[Saved data entries]
========================================================================

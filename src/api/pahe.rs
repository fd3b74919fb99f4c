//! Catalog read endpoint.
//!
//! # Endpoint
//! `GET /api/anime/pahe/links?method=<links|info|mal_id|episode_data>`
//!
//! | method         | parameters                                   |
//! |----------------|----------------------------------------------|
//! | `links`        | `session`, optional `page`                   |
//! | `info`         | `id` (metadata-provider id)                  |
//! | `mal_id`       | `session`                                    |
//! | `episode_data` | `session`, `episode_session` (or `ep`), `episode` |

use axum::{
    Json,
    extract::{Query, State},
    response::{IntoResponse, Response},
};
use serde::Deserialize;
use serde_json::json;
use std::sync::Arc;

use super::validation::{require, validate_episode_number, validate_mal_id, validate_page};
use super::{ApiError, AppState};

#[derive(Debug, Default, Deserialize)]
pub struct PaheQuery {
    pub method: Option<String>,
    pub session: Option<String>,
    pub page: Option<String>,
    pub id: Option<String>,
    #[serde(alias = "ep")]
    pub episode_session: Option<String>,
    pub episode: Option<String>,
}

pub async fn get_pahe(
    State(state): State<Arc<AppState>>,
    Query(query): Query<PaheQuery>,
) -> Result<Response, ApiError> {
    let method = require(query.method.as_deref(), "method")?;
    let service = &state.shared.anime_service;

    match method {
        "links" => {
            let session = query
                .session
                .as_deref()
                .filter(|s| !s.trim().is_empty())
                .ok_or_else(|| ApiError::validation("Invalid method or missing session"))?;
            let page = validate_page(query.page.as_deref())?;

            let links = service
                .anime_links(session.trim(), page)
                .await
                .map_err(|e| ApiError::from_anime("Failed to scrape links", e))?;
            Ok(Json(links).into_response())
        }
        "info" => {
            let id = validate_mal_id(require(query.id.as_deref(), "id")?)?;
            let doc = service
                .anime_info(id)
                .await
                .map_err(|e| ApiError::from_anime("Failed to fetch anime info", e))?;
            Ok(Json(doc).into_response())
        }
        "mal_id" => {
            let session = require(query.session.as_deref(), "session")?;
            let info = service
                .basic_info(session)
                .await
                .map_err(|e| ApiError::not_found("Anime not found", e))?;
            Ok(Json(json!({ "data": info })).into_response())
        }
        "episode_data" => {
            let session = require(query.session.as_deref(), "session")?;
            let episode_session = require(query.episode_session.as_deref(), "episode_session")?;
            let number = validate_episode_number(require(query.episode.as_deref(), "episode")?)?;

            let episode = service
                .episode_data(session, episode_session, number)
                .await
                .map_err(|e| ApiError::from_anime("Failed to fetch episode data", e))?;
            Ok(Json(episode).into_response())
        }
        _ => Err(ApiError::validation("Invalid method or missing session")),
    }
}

========================================================================

### What to produce
Copy the records out again word for word.

### Exercise response
filename src/api/pahe.rs
repository fd3b74919fb99f4c
//! Catalog read endpoint.
//!
//! # Endpoint
//! `GET /api/anime/pahe/links?method=<links|info|mal_id|episode_data>`
//!
//! | method         | parameters                                   |
//! |----------------|----------------------------------------------|
//! | `links`        | `session`, optional `page`                   |
//! | `info`         | `id` (metadata-provider id)                  |
//! | `mal_id`       | `session`                                    |
//! | `episode_data` | `session`, `episode_session` (or `ep`), `episode` |

use axum::{
    Json,
    extract::{Query, State},
    response::{IntoResponse, Response},
};
use serde::Deserialize;
use serde_json::json;
use std::sync::Arc;

use super::validation::{require, validate_episode_number, validate_mal_id, validate_page};
use super::{ApiError, AppState};

#[derive(Debug, Default, Deserialize)]
pub struct PaheQuery {
    pub method: Option<String>,
    pub session: Option<String>,
    pub page: Option<String>,
    pub id: Option<String>,
    #[serde(alias = "ep")]
    pub episode_session: Option<String>,
    pub episode: Option<String>,
}

pub async fn get_pahe(
    State(state): State<Arc<AppState>>,
    Query(query): Query<PaheQuery>,
) -> Result<Response, ApiError> {
    let method = require(query.method.as_deref(), "method")?;
    let service = &state.shared.anime_service;

    match method {
        "links" => {
            let session = query
                .session
                .as_deref()
                .filter(|s| !s.trim().is_empty())
                .ok_or_else(|| ApiError::validation("Invalid method or missing session"))?;
            let page = validate_page(query.page.as_deref())?;

            let links = service
                .anime_links(session.trim(), page)
                .await
                .map_err(|e| ApiError::from_anime("Failed to scrape links", e))?;
            Ok(Json(links).into_response())
        }
        "info" => {
            let id = validate_mal_id(require(query.id.as_deref(), "id")?)?;
            let doc = service
                .anime_info(id)
                .await
                .map_err(|e| ApiError::from_anime("Failed to fetch anime info", e))?;
            Ok(Json(doc).into_response())
        }
        "mal_id" => {
            let session = require(query.session.as_deref(), "session")?;
            let info = service
                .basic_info(session)
                .await
                .map_err(|e| ApiError::not_found("Anime not found", e))?;
            Ok(Json(json!({ "data": info })).into_response())
        }
        "episode_data" => {
            let session = require(query.session.as_deref(), "session")?;
            let episode_session = require(query.episode_session.as_deref(), "episode_session")?;
            let number = validate_episode_number(require(query.episode.as_deref(), "episode")?)?;

            let episode = service
                .episode_data(session, episode_session, number)
                .await
                .map_err(|e| ApiError::from_anime("Failed to fetch episode data", e))?;
            Ok(Json(episode).into_response())
        }
        _ => Err(ApiError::validation("Invalid method or missing session")),
    }
}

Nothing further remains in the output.